__Problem__
From the first line of the data through the line containing "const UNREFLECTED_DOM_PROPS: &[&str]", return each line exactly.

__Exercise inputs__
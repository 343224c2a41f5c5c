//! Reference renderer.
//!
//! Produces plain [`RenderedNode`] trees: serializable, printable as HTML and
//! able to fire the listeners they carry. Registered components are host
//! functions; inline definitions (`{"tag": .., "slotProps": {slot: props}}`)
//! render as their tag and invoke their scoped slots with the given props.

use std::rc::Rc;

use indexmap::IndexMap;
use serde::Serialize;

use crate::error::Result;
use crate::payload::{Listener, Payload};
use crate::renderer::{Children, Renderer, ResolvedComponent};
use crate::value::{Map, Value};

const VOID_ELEMENTS: &[&str] = &[
    "area", "base", "br", "col", "embed", "hr", "img", "input", "link", "meta", "source", "track",
    "wbr",
];

/// DOM properties that do not reflect to markup.
const UNREFLECTED_DOM_PROPS: &[&str] = &["value", "checked", "selected", "innerHTML", "textContent"];

const DEFAULT_INLINE_TAG: &str = "div";

/// What a registered component function receives.
pub struct ComponentCall<'a> {
    pub name: &'a str,
    pub payload: Payload<RenderedNode>,
    pub children: Children<RenderedNode>,
}

pub type ComponentFn = Rc<dyn Fn(ComponentCall<'_>) -> Result<RenderedNode>>;

pub fn component(f: impl Fn(ComponentCall<'_>) -> Result<RenderedNode> + 'static) -> ComponentFn {
    Rc::new(f)
}

#[derive(Debug, Clone, Default, Serialize)]
#[serde(rename_all = "camelCase")]
pub struct RenderedNode {
    pub tag: String,
    #[serde(skip_serializing_if = "Option::is_none")]
    pub key: Option<Value>,
    #[serde(skip_serializing_if = "Option::is_none", rename = "ref")]
    pub reference: Option<String>,
    #[serde(skip_serializing_if = "Vec::is_empty")]
    pub class: Vec<String>,
    #[serde(skip_serializing_if = "IndexMap::is_empty")]
    pub style: IndexMap<String, Value>,
    #[serde(skip_serializing_if = "IndexMap::is_empty")]
    pub attrs: IndexMap<String, Value>,
    #[serde(skip_serializing_if = "IndexMap::is_empty")]
    pub props: IndexMap<String, Value>,
    #[serde(skip_serializing_if = "IndexMap::is_empty")]
    pub dom_props: IndexMap<String, Value>,
    #[serde(skip_serializing_if = "Option::is_none")]
    pub text: Option<String>,
    #[serde(skip_serializing_if = "Option::is_none")]
    pub html: Option<String>,
    #[serde(skip_serializing_if = "Vec::is_empty")]
    pub children: Vec<RenderedNode>,
    #[serde(skip_serializing_if = "Vec::is_empty")]
    pub events: Vec<String>,
    #[serde(skip)]
    listeners: IndexMap<String, Vec<Listener>>,
}

impl RenderedNode {
    pub fn element(tag: &str) -> Self {
        Self {
            tag: tag.to_string(),
            ..Self::default()
        }
    }

    pub fn with_text(mut self, text: &str) -> Self {
        self.text = Some(text.to_string());
        self
    }

    pub fn with_children(mut self, children: Vec<RenderedNode>) -> Self {
        self.children = children;
        self
    }

    pub fn add_listener(&mut self, event: &str, listener: Listener) {
        if !self.events.iter().any(|e| e == event) {
            self.events.push(event.to_string());
        }
        self.listeners
            .entry(event.to_string())
            .or_default()
            .push(listener);
    }

    /// Fires every listener registered for `event`, in registration order.
    /// Returns the last listener's result, `null` when none is registered.
    pub fn trigger(&self, event: &str, args: &[Value]) -> Result<Value> {
        let mut result = Value::Null;
        for listener in self.listeners.get(event).into_iter().flatten() {
            result = listener.call(args)?;
        }
        Ok(result)
    }

    /// First node with `tag`, pre-order, including `self`.
    pub fn find(&self, tag: &str) -> Option<&RenderedNode> {
        if self.tag == tag {
            return Some(self);
        }
        self.children.iter().find_map(|child| child.find(tag))
    }

    pub fn find_all(&self, tag: &str) -> Vec<&RenderedNode> {
        let mut found = Vec::new();
        self.collect(tag, &mut found);
        found
    }

    fn collect<'a>(&'a self, tag: &str, found: &mut Vec<&'a RenderedNode>) {
        if self.tag == tag {
            found.push(self);
        }
        for child in &self.children {
            child.collect(tag, found);
        }
    }

    pub fn to_html(&self) -> String {
        let mut out = String::new();
        self.write_html(&mut out);
        out
    }

    fn write_html(&self, out: &mut String) {
        out.push('<');
        out.push_str(&self.tag);

        if !self.class.is_empty() {
            push_attr(out, "class", &self.class.join(" "));
        }
        if !self.style.is_empty() {
            let style = self
                .style
                .iter()
                .map(|(name, value)| format!("{}: {};", name, value.to_text()))
                .collect::<Vec<_>>()
                .join(" ");
            push_attr(out, "style", &style);
        }
        let reflected = self
            .dom_props
            .iter()
            .filter(|(name, _)| !UNREFLECTED_DOM_PROPS.contains(&name.as_str()));
        for (name, value) in self.attrs.iter().chain(reflected) {
            match value {
                Value::Null | Value::Bool(false) => {}
                Value::Bool(true) => push_attr(out, name, name),
                other => push_attr(out, name, &other.to_text()),
            }
        }
        out.push('>');

        if VOID_ELEMENTS.contains(&self.tag.as_str()) {
            return;
        }
        if let Some(html) = &self.html {
            out.push_str(html);
        } else if let Some(text) = &self.text {
            out.push_str(&escape_text(text));
        } else {
            for child in &self.children {
                child.write_html(out);
            }
        }
        out.push_str("</");
        out.push_str(&self.tag);
        out.push('>');
    }
}

fn push_attr(out: &mut String, name: &str, value: &str) {
    out.push(' ');
    out.push_str(name);
    out.push_str("=\"");
    out.push_str(&value.replace('&', "&amp;").replace('"', "&quot;"));
    out.push('"');
}

fn escape_text(text: &str) -> String {
    text.replace('&', "&amp;")
        .replace('<', "&lt;")
        .replace('>', "&gt;")
}

#[derive(Debug, Clone, Copy, Default)]
pub struct TreeRenderer;

impl TreeRenderer {
    /// Plain element for `tag` carrying everything in `payload` except its
    /// scoped slots.
    pub fn element(
        tag: &str,
        payload: Payload<RenderedNode>,
        children: Children<RenderedNode>,
    ) -> RenderedNode {
        let mut node = RenderedNode::element(tag);
        node.class = payload.active_classes().map(str::to_string).collect();
        node.key = payload.key;
        node.reference = payload.reference;
        node.style = payload.style;
        node.attrs = payload.attrs;
        node.props = payload.props;
        node.dom_props = payload.dom_props;
        for (event, listener) in payload.on.into_iter().chain(payload.native_on) {
            node.add_listener(&event, listener);
        }

        match children {
            Children::None => {
                if let Some(html) = node.dom_props.get("innerHTML") {
                    node.html = Some(html.to_text());
                } else if let Some(text) = node.dom_props.get("textContent") {
                    node.text = Some(text.to_text());
                }
            }
            Children::Text(text) => node.text = Some(text),
            Children::Html(html) => node.html = Some(html),
            Children::Nodes(nodes) => node.children = nodes,
        }
        node
    }

    fn inline(
        definition: &Value,
        payload: Payload<RenderedNode>,
        children: Children<RenderedNode>,
    ) -> Result<RenderedNode> {
        let tag = definition
            .member("tag")
            .and_then(Value::as_str)
            .unwrap_or(DEFAULT_INLINE_TAG);
        let slot_props = definition.member("slotProps");

        let mut slotted = Vec::new();
        for (name, factory) in &payload.scoped_slots {
            let props = slot_props
                .and_then(|props| props.member(name))
                .cloned()
                .unwrap_or_else(|| Value::Object(Map::new()));
            slotted.extend(factory.invoke(props)?);
        }

        let children = match children {
            Children::Nodes(mut nodes) => {
                nodes.extend(slotted);
                Children::Nodes(nodes)
            }
            _ if !slotted.is_empty() => Children::Nodes(slotted),
            other => other,
        };
        Ok(Self::element(tag, payload, children))
    }
}

impl Renderer for TreeRenderer {
    type Node = RenderedNode;
    type Component = ComponentFn;

    fn create_node(
        &self,
        component: &ResolvedComponent<ComponentFn>,
        mut payload: Payload<RenderedNode>,
        children: Children<RenderedNode>,
    ) -> Result<RenderedNode> {
        match component {
            ResolvedComponent::Tag(tag) => Ok(Self::element(tag, payload, children)),
            ResolvedComponent::Inline(definition) => Self::inline(definition, payload, children),
            ResolvedComponent::Registered { name, component } => {
                // Native listeners bind to the component's root element.
                let native = std::mem::take(&mut payload.native_on);
                let mut root = component(ComponentCall {
                    name,
                    payload,
                    children,
                })?;
                for (event, listener) in native {
                    root.add_listener(&event, listener);
                }
                Ok(root)
            }
        }
    }
}
//! Owned expression tree the evaluator walks. Lowered once from the oxc AST
//! so compiled expressions outlive the parser arena.

use std::rc::Rc;

use crate::value::Value;

#[derive(Debug, Clone, Copy, PartialEq, Eq)]
pub enum UnaryOp {
    Not,
    Negate,
    Plus,
    Typeof,
}

#[derive(Debug, Clone, Copy, PartialEq, Eq)]
pub enum BinaryOp {
    Add,
    Sub,
    Mul,
    Div,
    Rem,
    Eq,
    NotEq,
    StrictEq,
    StrictNotEq,
    Lt,
    LtEq,
    Gt,
    GtEq,
}

#[derive(Debug, Clone, Copy, PartialEq, Eq)]
pub enum LogicalOp {
    And,
    Or,
    Coalesce,
}

#[derive(Debug, Clone, Copy, PartialEq, Eq)]
pub enum AssignOp {
    Assign,
    Arithmetic(BinaryOp),
    Logical(LogicalOp),
}

#[derive(Debug, Clone)]
pub enum Property {
    Static(String),
    Computed(Box<Expr>),
}

#[derive(Debug, Clone)]
pub enum Target {
    Identifier(String),
    Member { object: Box<Expr>, property: Property },
}

#[derive(Debug)]
pub struct Lambda {
    pub params: Vec<String>,
    pub body: LambdaBody,
}

#[derive(Debug)]
pub enum LambdaBody {
    Expression(Expr),
    Block(Vec<Stmt>),
}

#[derive(Debug, Clone)]
pub enum Stmt {
    Expression(Expr),
    Return(Option<Expr>),
    If {
        test: Expr,
        consequent: Vec<Stmt>,
        alternate: Vec<Stmt>,
    },
    Block(Vec<Stmt>),
}

#[derive(Debug, Clone)]
pub enum Expr {
    Literal(Value),
    Identifier(String),
    Template {
        quasis: Vec<String>,
        expressions: Vec<Expr>,
    },
    Member {
        object: Box<Expr>,
        property: Property,
    },
    Array(Vec<Expr>),
    Object(Vec<(String, Expr)>),
    Unary {
        op: UnaryOp,
        argument: Box<Expr>,
    },
    Binary {
        op: BinaryOp,
        left: Box<Expr>,
        right: Box<Expr>,
    },
    Logical {
        op: LogicalOp,
        left: Box<Expr>,
        right: Box<Expr>,
    },
    Conditional {
        test: Box<Expr>,
        consequent: Box<Expr>,
        alternate: Box<Expr>,
    },
    Assign {
        op: AssignOp,
        target: Target,
        value: Box<Expr>,
    },
    Call {
        callee: Box<Expr>,
        arguments: Vec<Expr>,
    },
    Lambda(Rc<Lambda>),
    Sequence(Vec<Expr>),
}

impl Expr {
    /// Short source-like label used in `NotCallable` faults.
    pub fn describe(&self) -> String {
        match self {
            Expr::Identifier(name) => name.clone(),
            Expr::Member {
                object,
                property: Property::Static(name),
            } => format!("{}.{}", object.describe(), name),
            Expr::Member { object, .. } => format!("{}[...]", object.describe()),
            Expr::Literal(value) => value.to_text(),
            Expr::Call { callee, .. } => format!("{}(...)", callee.describe()),
            _ => "expression".to_string(),
        }
    }
}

__Reply to the exercise__
repository 343224c2a41f5c5c
//! Reference renderer.
//!
//! Produces plain [`RenderedNode`] trees: serializable, printable as HTML and
//! able to fire the listeners they carry. Registered components are host
//! functions; inline definitions (`{"tag": .., "slotProps": {slot: props}}`)
//! render as their tag and invoke their scoped slots with the given props.

use std::rc::Rc;

use indexmap::IndexMap;
use serde::Serialize;

use crate::error::Result;
use crate::payload::{Listener, Payload};
use crate::renderer::{Children, Renderer, ResolvedComponent};
use crate::value::{Map, Value};

const VOID_ELEMENTS: &[&str] = &[
    "area", "base", "br", "col", "embed", "hr", "img", "input", "link", "meta", "source", "track",
    "wbr",
];

/// DOM properties that do not reflect to markup.
const UNREFLECTED_DOM_PROPS: &[&str] = &["value", "checked", "selected", "innerHTML", "textContent"];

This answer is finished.